Introduction to Transfer Learning in NLP

December 15, 2020

Using pre-trained models, we can skip the time-consuming process of data collection, pre-processing, training, and testing. These models are trained on Petabytes of data and give us an edge over training neural networks from scratch. This is what we call Transfer learning, and it is a novel way to train machine learning models.

In this article, we will be discussing the advances in the field of transfer learning for Natural Language Processing (NLP). We begin with the efforts made to solve the problems that are being solved today.

Transfer learning in NLP

The field of NLP finally had its ‘Imagenet’ moment, when models such as Embeddings from Language Models, Transformer models, and Universal Language Model Fine-tuning models were introduced. Imagenet is the challenge that involves training networks to recognize images from a dataset of 1000 classes. One of the solutions proposed during this challenge was AlexNet. It paved the way for transfer learning and deep learning as we know it today.

AlexNet used convolution operation to extract features from images. Convolution operation worked because the data was spatial. Natural language is sequential and not spatial. Therefore, Convolutional Neural Networks (CNNs) did not work well with language modeling tasks.

One of the challenges in NLP is machine language translation (MLT). Getting the machine to translate sentences from one language to another was a challenging task for various aspects. Firstly the underlying grammar varies from language to language. The languages spoken in India are different from the ones spoken in the United States.

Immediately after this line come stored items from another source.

//! Splits a description into clause-like fragments.
//!
//! Sentences end at a period followed by whitespace (or the end of the text)
//! outside of parentheses, unless the period closes a name initial such as
//! `J.` or `St.`. A handful of keywords start a new fragment even in the
//! middle of a sentence. Parentheticals stay attached to the fragment they
//! appear in as [`Aside`]s.

use crate::error::ParseError;
use crate::parsers::patterns::BARE_NAME;
use crate::schema::Aside;
use once_cell::sync::Lazy;
use regex::Regex;
use std::iter::FusedIterator;
use std::ops::Range;
use tracing::trace;

/// Always start a fragment, whatever precedes them.
const PENALTY_MARKERS: [&str; 2] = ["PENALTY on", "Penalty on"];

/// Start a fragment when the clause before them says more than a name.
const CLAUSE_MARKERS: [&str; 11] = [
	"INTERCEPTED",
	"intercepted",
	"FUMBLES",
	"fumbles",
	"MUFFS",
	"muffs",
	"Lateral",
	"lateral",
	"laterals",
	"RECOVERED by",
	"recovered by",
];

/// End a review clause; whatever follows restates the play.
const RULINGS: [&str; 8] = [
	"REVERSED", "Reversed", "reversed", "UPHELD", "Upheld", "upheld", "stands", "confirmed",
];

const TURNOVER_WORDS: [&str; 4] = ["intercepted", "fumbles", "muffs", "fumbled"];

static CONVERSION_START: Lazy<Regex> = Lazy::new(|| Regex::new(r"(?i)^TWO[- ]POINT CONVERSION ATTEMPT").unwrap());

static CONVERSION_END: Lazy<Regex> = Lazy::new(|| Regex::new(r"(?i)\bATTEMPT (?:SUCCEEDS|FAILS)\b").unwrap());

static REVIEW_CONTEXT: Lazy<Regex> = Lazy::new(|| Regex::new(r"(?i)challeng|review|replay").unwrap());

/// One clause of a description, borrowed from it.
#[derive(Debug, Clone, PartialEq, Eq)]
pub struct RawFragment<'a> {
	pub index: usize,
	pub text: &'a str,
	pub span: Range<usize>,
	pub asides: Vec<Aside>,
	/// Text with the asides removed and whitespace collapsed.
	pub body: String,
	pub continues_sentence: bool,
}

impl<'a> RawFragment<'a> {
	fn new(description: &'a str, index: usize, span: Range<usize>, continues_sentence: bool) -> Self {
		let text = &description[span.clone()];
		let asides = collect_asides(text, span.start);
		let body = strip_asides(text);
		Self {
			index,
			text,
			span,
			asides,
			body,
			continues_sentence,
		}
	}
}

/// Lazy fragment sequence over one description.
#[derive(Debug, Clone)]
pub struct Fragments<'a> {
	text: &'a str,
	pos: usize,
	index: usize,
	continues: bool,
}

struct Boundary {
	end: usize,
	resume: usize,
	split_by_keyword: bool,
}

impl Boundary {
	const fn sentence(end: usize, resume: usize) -> Self {
		Self {
			end,
			resume,
			split_by_keyword: false,
		}
	}

	const fn keyword(at: usize) -> Self {
		Self {
			end: at,
			resume: at,
			split_by_keyword: true,
		}
	}
}

/// Checks parenthesis balance and returns the fragment sequence.
pub fn segment(description: &str) -> Result<Fragments<'_>, ParseError> {
	check_balance(description)?;
	Ok(Fragments {
		text: description,
		pos: 0,
		index: 0,
		continues: false,
	})
}

fn check_balance(text: &str) -> Result<(), ParseError> {
	let mut open = Vec::new();
	for (i, c) in text.char_indices() {
		match c {
			'(' => open.push(i),
			')' => {
				if open.pop().is_none() {
					return Err(ParseError::unbalanced_close(i));
				}
			}
			_ => {}
		}
	}
	open.last().map_or(Ok(()), |&i| Err(ParseError::unbalanced_open(i)))
}

impl<'a> Iterator for Fragments<'a> {
	type Item = RawFragment<'a>;

	fn next(&mut self) -> Option<Self::Item> {
		loop {
			let start = skip_separators(self.text, self.pos);
			if start >= self.text.len() {
				self.pos = self.text.len();
				return None;
			}

			let boundary = find_boundary(self.text, start);
			let continues = self.continues;
			self.pos = boundary.resume.max(start + 1).min(self.text.len());
			self.continues = boundary.split_by_keyword;

			let end = trim_end(self.text, start, boundary.end);
			if end <= start {
				continue;
			}

			trace!(start, end, continues, "fragment");
			let fragment = RawFragment::new(self.text, self.index, start..end, continues);
			self.index += 1;
			return Some(fragment);
		}
	}
}

impl FusedIterator for Fragments<'_> {}

fn skip_separators(text: &str, from: usize) -> usize {
	text[from..]
		.char_indices()
		.find(|&(_, c)| !(c.is_whitespace() || matches!(c, ',' | ';' | '.')))
		.map_or(text.len(), |(i, _)| from + i)
}

fn trim_end(text: &str, start: usize, end: usize) -> usize {
	let trimmed = text[start..end].trim_end_matches(|c: char| c.is_whitespace() || matches!(c, ',' | ';'));
	start + trimmed.len()
}

fn find_boundary(text: &str, start: usize) -> Boundary {
	if let Some(boundary) = conversion_block(text, start) {
		return boundary;
	}

	let mut depth = 0usize;
	for (offset, c) in text[start..].char_indices() {
		let i = start + offset;
		match c {
			'(' => depth += 1,
			')' => depth = depth.saturating_sub(1),
			'.' if depth == 0 && is_sentence_end(text, i) => return Boundary::sentence(i, i + 1),
			_ if depth == 0 && i > start && at_word_start(text, i) => {
				if let Some(boundary) = keyword_boundary(text, start, i) {
					return boundary;
				}
			}
			_ => {}
		}
	}
	Boundary::sentence(text.len(), text.len())
}

/// A two-point try runs through its `ATTEMPT SUCCEEDS/FAILS` sentence.
fn conversion_block(text: &str, start: usize) -> Option<Boundary> {
	let rest = &text[start..];
	if !CONVERSION_START.is_match(rest) {
		return None;
	}
	let after = start + CONVERSION_END.find(rest)?.end();
	let end = text[after..].find('.').map_or(text.len(), |p| after + p);
	Some(Boundary::sentence(end, end + 1))
}

fn is_sentence_end(text: &str, i: usize) -> bool {
	let followed_by_space = text[i + 1..].chars().next().map_or(true, char::is_whitespace);
	if !followed_by_space {
		return false;
	}
	let word = text[..i].rsplit(|c: char| c.is_whitespace() || c == '.' || c == '(').next().unwrap_or("");
	!is_initial(word)
}

/// `J`, `St`, `Jr`: a period after these belongs to a name.
fn is_initial(word: &str) -> bool {
	let mut chars = word.chars();
	match (chars.next(), chars.next(), chars.next()) {
		(Some(first), None, None) => first.is_ascii_uppercase(),
		(Some(first), Some(second), None) => first.is_ascii_uppercase() && second.is_ascii_lowercase(),
		_ => false,
	}
}

fn at_word_start(text: &str, i: usize) -> bool {
	text[..i].chars().next_back().map_or(true, |c| c.is_whitespace() || matches!(c, ',' | ';'))
}

fn starts_with_word(rest: &str, keyword: &str) -> bool {
	rest.starts_with(keyword) && rest[keyword.len()..].chars().next().map_or(true, |c| !c.is_alphanumeric())
}

fn keyword_boundary(text: &str, start: usize, i: usize) -> Option<Boundary> {
	let rest = &text[i..];
	let prior = strip_asides(&text[start..i]);
	let prior = prior.trim_end_matches([',', ';', ' ']);

	if PENALTY_MARKERS.iter().any(|kw| starts_with_word(rest, kw)) && !prior.is_empty() {
		return Some(Boundary::keyword(i));
	}

	if let Some(keyword) = CLAUSE_MARKERS.iter().find(|kw| starts_with_word(rest, kw)) {
		let recovery_after_turnover = keyword.eq_ignore_ascii_case("recovered by") && mentions_turnover(prior);
		if is_clause(prior) && !recovery_after_turnover {
			return Some(Boundary::keyword(i));
		}
		return None;
	}

	if let Some(keyword) = RULINGS.iter().find(|kw| starts_with_word(rest, kw)) {
		if !REVIEW_CONTEXT.is_match(prior) {
			return None;
		}
		let after = i + keyword.len();
		let follow = text[after..].trim_start_matches(|c: char| c.is_whitespace() || c == ',');
		if follow.is_empty() || follow.starts_with('.') {
			return None;
		}
		return Some(Boundary::keyword(after));
	}

	None
}

fn is_clause(prior: &str) -> bool {
	!prior.is_empty() && !BARE_NAME.is_match(prior)
}

fn mentions_turnover(prior: &str) -> bool {
	let lowercase = prior.to_lowercase();
	TURNOVER_WORDS.iter().any(|word| lowercase.contains(word))
}

fn collect_asides(text: &str, base: usize) -> Vec<Aside> {
	let mut asides = Vec::new();
	let mut depth = 0usize;
	let mut open_at = 0usize;
	for (i, c) in text.char_indices() {
		match c {
			'(' => {
				if depth == 0 {
					open_at = i;
				}
				depth += 1;
			}
			')' if depth > 0 => {
				depth -= 1;
				if depth == 0 {
					asides.push(Aside {
						text: text[open_at + 1..i].trim().to_string(),
						span: base + open_at..base + i + 1,
					});
				}
			}
			_ => {}
		}
	}
	asides
}

/// Removes parenthesized text and collapses whitespace.
pub fn strip_asides(text: &str) -> String {
	let mut kept = String::with_capacity(text.len());
	let mut depth = 0usize;
	for c in text.chars() {
		match c {
			'(' => depth += 1,
			')' => depth = depth.saturating_sub(1),
			_ if depth == 0 => kept.push(c),
			_ => {}
		}
	}
	kept.split_whitespace().collect::<Vec<_>>().join(" ")
}

#[cfg(test)]
mod tests {
	use super::*;

	fn texts(description: &str) -> Vec<&str> {
		segment(description).unwrap().map(|f| f.text).collect()
	}

	#[test]
	fn test_empty_description_yields_nothing() {
		assert!(texts("").is_empty());
		assert!(texts("   ").is_empty());
	}

	#[test]
	fn test_sentences_split_on_periods_not_initials() {
		assert_eq!(
			texts("J.Smith rushed for 5 yards. PENALTY on DEN-T.Brown, Holding, 10 yards, offsetting."),
			vec!["J.Smith rushed for 5 yards", "PENALTY on DEN-T.Brown, Holding, 10 yards, offsetting"]
		);
		assert_eq!(
			texts("A.St. Brown to DET 22 for 7 yards (O.Beckham Jr.). Timeout #1 by DET."),
			vec!["A.St. Brown to DET 22 for 7 yards (O.Beckham Jr.)", "Timeout #1 by DET"]
		);
	}

	#[test]
	fn test_keyword_splits_mid_sentence() {
		assert_eq!(
			texts("J.Smith pass intercepted by D.Lee, returned 20 yards"),
			vec!["J.Smith pass", "intercepted by D.Lee, returned 20 yards"]
		);
		assert_eq!(
			texts("J.Smith up the middle to NYG 40 for 5 yards, FUMBLES (D.Lee), RECOVERED by DEN-K.Hill at NYG 41."),
			vec!["J.Smith up the middle to NYG 40 for 5 yards", "FUMBLES (D.Lee), RECOVERED by DEN-K.Hill at NYG 41"]
		);
	}

	#[test]
	fn test_bare_name_keeps_turnover_clause_together() {
		assert_eq!(
			texts("J.Smith FUMBLES, RECOVERED by DEN-K.Hill at NYG 41."),
			vec!["J.Smith FUMBLES, RECOVERED by DEN-K.Hill at NYG 41"]
		);
		assert_eq!(texts("T.Jones lateral to R.Brown to DEN 30 for 8 yards."), vec!["T.Jones lateral to R.Brown to DEN 30 for 8 yards"]);
	}

	#[test]
	fn test_continues_sentence_flag() {
		let flags: Vec<bool> = segment("J.Smith pass intercepted by D.Lee. D.Lee to DEN 40 for no gain.")
			.unwrap()
			.map(|f| f.continues_sentence)
			.collect();
		assert_eq!(flags, vec![false, true, false]);
	}

	#[test]
	fn test_ruling_closes_review_fragment() {
		assert_eq!(
			texts("DEN challenged the pass completion ruling, and the play was REVERSED, J.Smith pass incomplete short left to T.Jones."),
			vec![
				"DEN challenged the pass completion ruling, and the play was REVERSED",
				"J.Smith pass incomplete short left to T.Jones"
			]
		);
		assert_eq!(texts("Play Challenged by DEN and REVERSED."), vec!["Play Challenged by DEN and REVERSED"]);
	}

	#[test]
	fn test_conversion_block_is_one_fragment() {
		assert_eq!(
			texts("TWO-POINT CONVERSION ATTEMPT. D.Henry rushes up the middle. ATTEMPT SUCCEEDS. Timeout #2 by TEN."),
			vec!["TWO-POINT CONVERSION ATTEMPT. D.Henry rushes up the middle. ATTEMPT SUCCEEDS", "Timeout #2 by TEN"]
		);
	}

	#[test]
	fn test_asides_attach_to_their_fragment() {
		let fragments: Vec<RawFragment<'_>> = segment("(14:32 - 1st) (Shotgun) K.Cousins pass deep right to K.Pitts to TB 36 for 32 yards (Z.McCollum).")
			.unwrap()
			.collect();
		assert_eq!(fragments.len(), 1);
		let asides: Vec<&str> = fragments[0].asides.iter().map(|a| a.text.as_str()).collect();
		assert_eq!(asides, vec!["14:32 - 1st", "Shotgun", "Z.McCollum"]);
		assert_eq!(fragments[0].body, "K.Cousins pass deep right to K.Pitts to TB 36 for 32 yards");
	}

	#[test]
	fn test_nested_asides_stay_in_outer_text() {
		let fragments: Vec<RawFragment<'_>> = segment("J.Smith to DEN 30 for 4 yards (T.Brown (injured)).").unwrap().collect();
		assert_eq!(fragments[0].asides.len(), 1);
		assert_eq!(fragments[0].asides[0].text, "T.Brown (injured)");
	}

	#[test]
	fn test_spans_follow_text_order() {
		let description = "J.Smith rushed for 5 yards. Timeout #1 by DEN. End of quarter.";
		let spans: Vec<Range<usize>> = segment(description).unwrap().map(|f| f.span).collect();
		assert!(spans.windows(2).all(|pair| pair[0].end <= pair[1].start));
		for span in spans {
			assert!(!description[span].is_empty());
		}
	}

	#[test]
	fn test_unbalanced_parentheses() {
		assert_eq!(segment("J.Smith to DEN 30 (T.Brown").unwrap_err(), ParseError::unbalanced_open(18));
		assert_eq!(segment("J.Smith to DEN 30 T.Brown)").unwrap_err(), ParseError::unbalanced_close(25));
	}

	#[test]
	fn test_fragments_are_restartable() {
		let fragments = segment("J.Smith rushed for 5 yards. Timeout #1 by DEN.").unwrap();
		let first: Vec<&str> = fragments.clone().map(|f| f.text).collect();
		let second: Vec<&str> = fragments.map(|f| f.text).collect();
		assert_eq!(first, second);
	}
}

This diversity in culture dictates vast variations in speech and text. Therefore, Recurrent Neural Networks (RNNs), Long Short Term Memory (LSTMs) were used for MLT. RNNs and LSTMs are sequential models. Consider the image given below.

rnn structure

Image Source

Consider the architecture of the RNN. There are two inputs to each neuron in the neural network. The first neuron has the first word of the sentence as its input. The neuron’s output is fed as input to the second neuron along with the second word of the sentence. This results in the neural network understanding the underlying patterns of languages. The network can predict the most likely word to occur in the given content.

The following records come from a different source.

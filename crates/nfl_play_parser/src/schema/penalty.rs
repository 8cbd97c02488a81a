use crate::error::PenaltyTypeError;
use crate::schema::{ParticipantReference, YardLine};
use serde::Serialize;
use std::str::FromStr;

/// Controlled penalty vocabulary. Anything not in the list keeps its text.
#[derive(Debug, Clone, PartialEq, Eq, Serialize)]
pub enum PenaltyType {
	OffensiveHolding,
	DefensiveHolding,
	Holding,
	FalseStart,
	DefensiveOffside,
	Offside,
	Encroachment,
	NeutralZoneInfraction,
	DelayOfGame,
	DefensivePassInterference,
	OffensivePassInterference,
	IllegalFormation,
	IllegalShift,
	IllegalMotion,
	IllegalBlockAboveWaist,
	IllegalUseOfHands,
	IllegalContact,
	IllegalForwardPass,
	IneligibleDownfieldPass,
	IntentionalGrounding,
	FaceMask,
	HorseCollarTackle,
	RoughingThePasser,
	RoughingTheKicker,
	RunningIntoTheKicker,
	UnnecessaryRoughness,
	UnsportsmanlikeConduct,
	Taunting,
	Tripping,
	Clipping,
	ChopBlock,
	PersonalFoul,
	TooManyMen,
	Other(String),
}

/// Which side of the ball a penalty type can only be called on.
#[derive(Debug, Clone, Copy, PartialEq, Eq, Serialize)]
pub enum PenaltySide {
	Offense,
	Defense,
	Either,
}

const VOCABULARY: [(&str, PenaltyType); 33] = [
	("offensive holding", PenaltyType::OffensiveHolding),
	("defensive holding", PenaltyType::DefensiveHolding),
	("defensive pass interference", PenaltyType::DefensivePassInterference),
	("offensive pass interference", PenaltyType::OffensivePassInterference),
	("defensive offside", PenaltyType::DefensiveOffside),
	("neutral zone infraction", PenaltyType::NeutralZoneInfraction),
	("false start", PenaltyType::FalseStart),
	("encroachment", PenaltyType::Encroachment),
	("delay of game", PenaltyType::DelayOfGame),
	("illegal formation", PenaltyType::IllegalFormation),
	("illegal shift", PenaltyType::IllegalShift),
	("illegal motion", PenaltyType::IllegalMotion),
	("illegal block above the waist", PenaltyType::IllegalBlockAboveWaist),
	("illegal use of hands", PenaltyType::IllegalUseOfHands),
	("illegal contact", PenaltyType::IllegalContact),
	("illegal forward pass", PenaltyType::IllegalForwardPass),
	("ineligible downfield pass", PenaltyType::IneligibleDownfieldPass),
	("intentional grounding", PenaltyType::IntentionalGrounding),
	("face mask", PenaltyType::FaceMask),
	("horse collar", PenaltyType::HorseCollarTackle),
	("roughing the passer", PenaltyType::RoughingThePasser),
	("roughing the kicker", PenaltyType::RoughingTheKicker),
	("running into the kicker", PenaltyType::RunningIntoTheKicker),
	("unnecessary roughness", PenaltyType::UnnecessaryRoughness),
	("unsportsmanlike conduct", PenaltyType::UnsportsmanlikeConduct),
	("taunting", PenaltyType::Taunting),
	("tripping", PenaltyType::Tripping),
	("clipping", PenaltyType::Clipping),
	("chop block", PenaltyType::ChopBlock),
	("personal foul", PenaltyType::PersonalFoul),
	("too many men", PenaltyType::TooManyMen),
	("offside", PenaltyType::Offside),
	("holding", PenaltyType::Holding),
];

impl PenaltyType {
	pub const fn side(&self) -> PenaltySide {
		match self {
			Self::OffensiveHolding
			| Self::FalseStart
			| Self::OffensivePassInterference
			| Self::IllegalFormation
			| Self::IllegalShift
			| Self::IllegalMotion
			| Self::IllegalForwardPass
			| Self::IneligibleDownfieldPass
			| Self::IntentionalGrounding
			| Self::ChopBlock => PenaltySide::Offense,
			Self::DefensiveHolding
			| Self::DefensiveOffside
			| Self::Encroachment
			| Self::NeutralZoneInfraction
			| Self::DefensivePassInterference
			| Self::IllegalContact
			| Self::RoughingThePasser
			| Self::RoughingTheKicker
			| Self::RunningIntoTheKicker => PenaltySide::Defense,
			_ => PenaltySide::Either,
		}
	}
}

impl FromStr for PenaltyType {
	type Err = PenaltyTypeError;

	fn from_str(s: &str) -> Result<Self, Self::Err> {
		let trimmed = s.trim().trim_matches(',').trim();
		if trimmed.is_empty() {
			return Err(PenaltyTypeError::EmptyDescription);
		}
		let lowercase = trimmed.to_lowercase().replace('-', " ");
		Ok(VOCABULARY
			.iter()
			.find(|(phrase, _)| lowercase.contains(phrase))
			.map_or_else(|| Self::Other(trimmed.to_string()), |(_, penalty_type)| penalty_type.clone()))
	}
}

#[derive(Debug, Clone, Copy, PartialEq, Eq, Serialize)]
pub enum PenaltyStatus {
	Accepted,
	Declined,
	Offsetting,
	Superseded,
}

/// Payload of a penalty segment.
#[derive(Debug, Clone, PartialEq, Eq, Serialize)]
pub struct Penalty {
	pub team: Option<ParticipantReference>,
	pub player: Option<ParticipantReference>,
	pub penalty_type: Option<PenaltyType>,
	pub description: String,
	pub yards: Option<i32>,
	pub status: PenaltyStatus,
	pub enforced_at: Option<YardLine>,
	pub between_downs: bool,
	pub no_play: bool,
}

impl Penalty {
	pub const fn is_offsetting(&self) -> bool {
		matches!(self.status, PenaltyStatus::Offsetting)
	}

	pub const fn is_effective(&self) -> bool {
		matches!(self.status, PenaltyStatus::Accepted | PenaltyStatus::Offsetting)
	}
}

impl Default for Penalty {
	fn default() -> Self {
		Self {
			team: None,
			player: None,
			penalty_type: None,
			description: String::new(),
			yards: None,
			status: PenaltyStatus::Accepted,
			enforced_at: None,
			between_downs: false,
			no_play: false,
		}
	}
}

#[cfg(test)]
mod tests {
	use super::*;

	#[test]
	fn test_penalty_type_from_str() {
		let test_cases = vec![
			("Offensive Holding", PenaltyType::OffensiveHolding),
			("Holding", PenaltyType::Holding),
			("Defensive Pass Interference", PenaltyType::DefensivePassInterference),
			("Defensive Offside", PenaltyType::DefensiveOffside),
			("Offside on Free Kick", PenaltyType::Offside),
			("False Start", PenaltyType::FalseStart),
			("Unnecessary Roughness", PenaltyType::UnnecessaryRoughness),
			("Face Mask (15 Yards)", PenaltyType::FaceMask),
			("Illegal Block Above the Waist", PenaltyType::IllegalBlockAboveWaist),
			("Player Out of Bounds on Punt", PenaltyType::Other("Player Out of Bounds on Punt".to_string())),
		];

		for (input, expected) in test_cases {
			assert_eq!(PenaltyType::from_str(input), Ok(expected), "Failed for input: {}", input);
		}
	}

	#[test]
	fn test_empty_penalty_description() {
		assert_eq!(PenaltyType::from_str(" , "), Err(PenaltyTypeError::EmptyDescription));
	}

	#[test]
	fn test_penalty_sides() {
		assert_eq!(PenaltyType::FalseStart.side(), PenaltySide::Offense);
		assert_eq!(PenaltyType::RoughingThePasser.side(), PenaltySide::Defense);
		assert_eq!(PenaltyType::Holding.side(), PenaltySide::Either);
	}
}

LSTMs worked better because they solved the problem of vanishing gradients. When large datasets are passed to deep neural networks using RNNs, the network won’t learn effectively after a certain time. The RRN can degrade because the gradients tend to zero out. If the gradients zero out, then the weights won’t get updated, and therefore no learning will occur. LSTMs structure solved the problem of vanishing gradients.

But both these architectures would only take the previous input and the current word as its input. Logically, to understand the context in which the word is being spoken, we would look at the entire sentence. Then, another architecture called transformers was introduced, taking multiple previous step as inputs, better learning the underlying patterns. Transformers have paved the way for rapid advances in the field of NLP.

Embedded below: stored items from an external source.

use crate::error::TeamAbbreviationError;
use serde::Serialize;
use std::str::FromStr;

#[derive(Debug, Clone, Copy, PartialEq, Eq, Hash, Serialize)]
pub enum TeamAbbreviation {
	ARI, // Arizona Cardinals
	ATL, // Atlanta Falcons
	BAL, // Baltimore Ravens
	BUF, // Buffalo Bills
	CAR, // Carolina Panthers
	CHI, // Chicago Bears
	CIN, // Cincinnati Bengals
	CLE, // Cleveland Browns
	DAL, // Dallas Cowboys
	DEN, // Denver Broncos
	DET, // Detroit Lions
	GB,  // Green Bay Packers
	HOU, // Houston Texans
	IND, // Indianapolis Colts
	JAC, // Jacksonville Jaguars
	KC,  // Kansas City Chiefs
	LV,  // Las Vegas Raiders
	LAC, // Los Angeles Chargers
	LAR, // Los Angeles Rams
	MIA, // Miami Dolphins
	MIN, // Minnesota Vikings
	NE,  // New England Patriots
	NO,  // New Orleans Saints
	NYG, // New York Giants
	NYJ, // New York Jets
	OAK, // Oakland Raiders
	PHI, // Philadelphia Eagles
	PIT, // Pittsburgh Steelers
	SD,  // San Diego Chargers
	SEA, // Seattle Seahawks
	SF,  // San Francisco 49ers
	STL, // St. Louis Rams
	TB,  // Tampa Bay Buccaneers
	TEN, // Tennessee Titans
	WAS, // Washington Commanders
}

impl FromStr for TeamAbbreviation {
	type Err = TeamAbbreviationError;

	/// Accepts both the current abbreviations and the codes older
	/// play-by-play descriptions use (`ARZ`, `BLT`, `CLV`, `HST`, `SL`, ...).
	fn from_str(s: &str) -> Result<Self, Self::Err> {
		match s {
			"ARI" | "ARZ" => Ok(Self::ARI),
			"ATL" => Ok(Self::ATL),
			"BAL" | "BLT" => Ok(Self::BAL),
			"BUF" => Ok(Self::BUF),
			"CAR" => Ok(Self::CAR),
			"CHI" => Ok(Self::CHI),
			"CIN" => Ok(Self::CIN),
			"CLE" | "CLV" => Ok(Self::CLE),
			"DAL" => Ok(Self::DAL),
			"DEN" => Ok(Self::DEN),
			"DET" => Ok(Self::DET),
			"GB" => Ok(Self::GB),
			"HOU" | "HST" => Ok(Self::HOU),
			"IND" => Ok(Self::IND),
			"JAC" | "JAX" => Ok(Self::JAC),
			"KC" => Ok(Self::KC),
			"LV" => Ok(Self::LV),
			"LAC" => Ok(Self::LAC),
			"LAR" | "LA" => Ok(Self::LAR),
			"MIA" => Ok(Self::MIA),
			"MIN" => Ok(Self::MIN),
			"NE" => Ok(Self::NE),
			"NO" => Ok(Self::NO),
			"NYG" => Ok(Self::NYG),
			"NYJ" => Ok(Self::NYJ),
			"OAK" => Ok(Self::OAK),
			"PHI" => Ok(Self::PHI),
			"PIT" => Ok(Self::PIT),
			"SD" => Ok(Self::SD),
			"SEA" => Ok(Self::SEA),
			"SF" => Ok(Self::SF),
			"STL" | "SL" => Ok(Self::STL),
			"TB" => Ok(Self::TB),
			"TEN" => Ok(Self::TEN),
			"WAS" => Ok(Self::WAS),
			_ => Err(TeamAbbreviationError::InvalidTeamAbbreviation(s.to_string())),
		}
	}
}

#[cfg(test)]
mod tests {
	use super::*;

	#[test]
	fn test_team_abbreviation_aliases() {
		let test_cases = vec![
			("ARZ", TeamAbbreviation::ARI),
			("BLT", TeamAbbreviation::BAL),
			("CLV", TeamAbbreviation::CLE),
			("HST", TeamAbbreviation::HOU),
			("JAX", TeamAbbreviation::JAC),
			("SL", TeamAbbreviation::STL),
			("DEN", TeamAbbreviation::DEN),
		];

		for (input, expected) in test_cases {
			assert_eq!(TeamAbbreviation::from_str(input), Ok(expected), "Failed for input: {}", input);
		}
	}

	#[test]
	fn test_unknown_team() {
		assert_eq!(
			TeamAbbreviation::from_str("XYZ"),
			Err(TeamAbbreviationError::InvalidTeamAbbreviation("XYZ".to_string()))
		);
	}
}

AAs seen earlier, the architectures with LSTMs and RNNs are called sequence transduction models. It would solve a problem such as MLT using an encoder-decoder architecture. Encoder-decoder models come under sequence transduction models comprising of CNNs, RNNs, and LSTMs. The architecture includes multiple attention layers and an encoder and decoder architecture. The architecture, as defined in the paper, is given in the image below.


Image Source

What is attention?

Attention is a mechanism by which the decoder decides to attend to essential pieces of text during the encoding process. The advantage of incorporating encoder and decoder into one single architecture is that the decoder can determine what information is critical and what information is not.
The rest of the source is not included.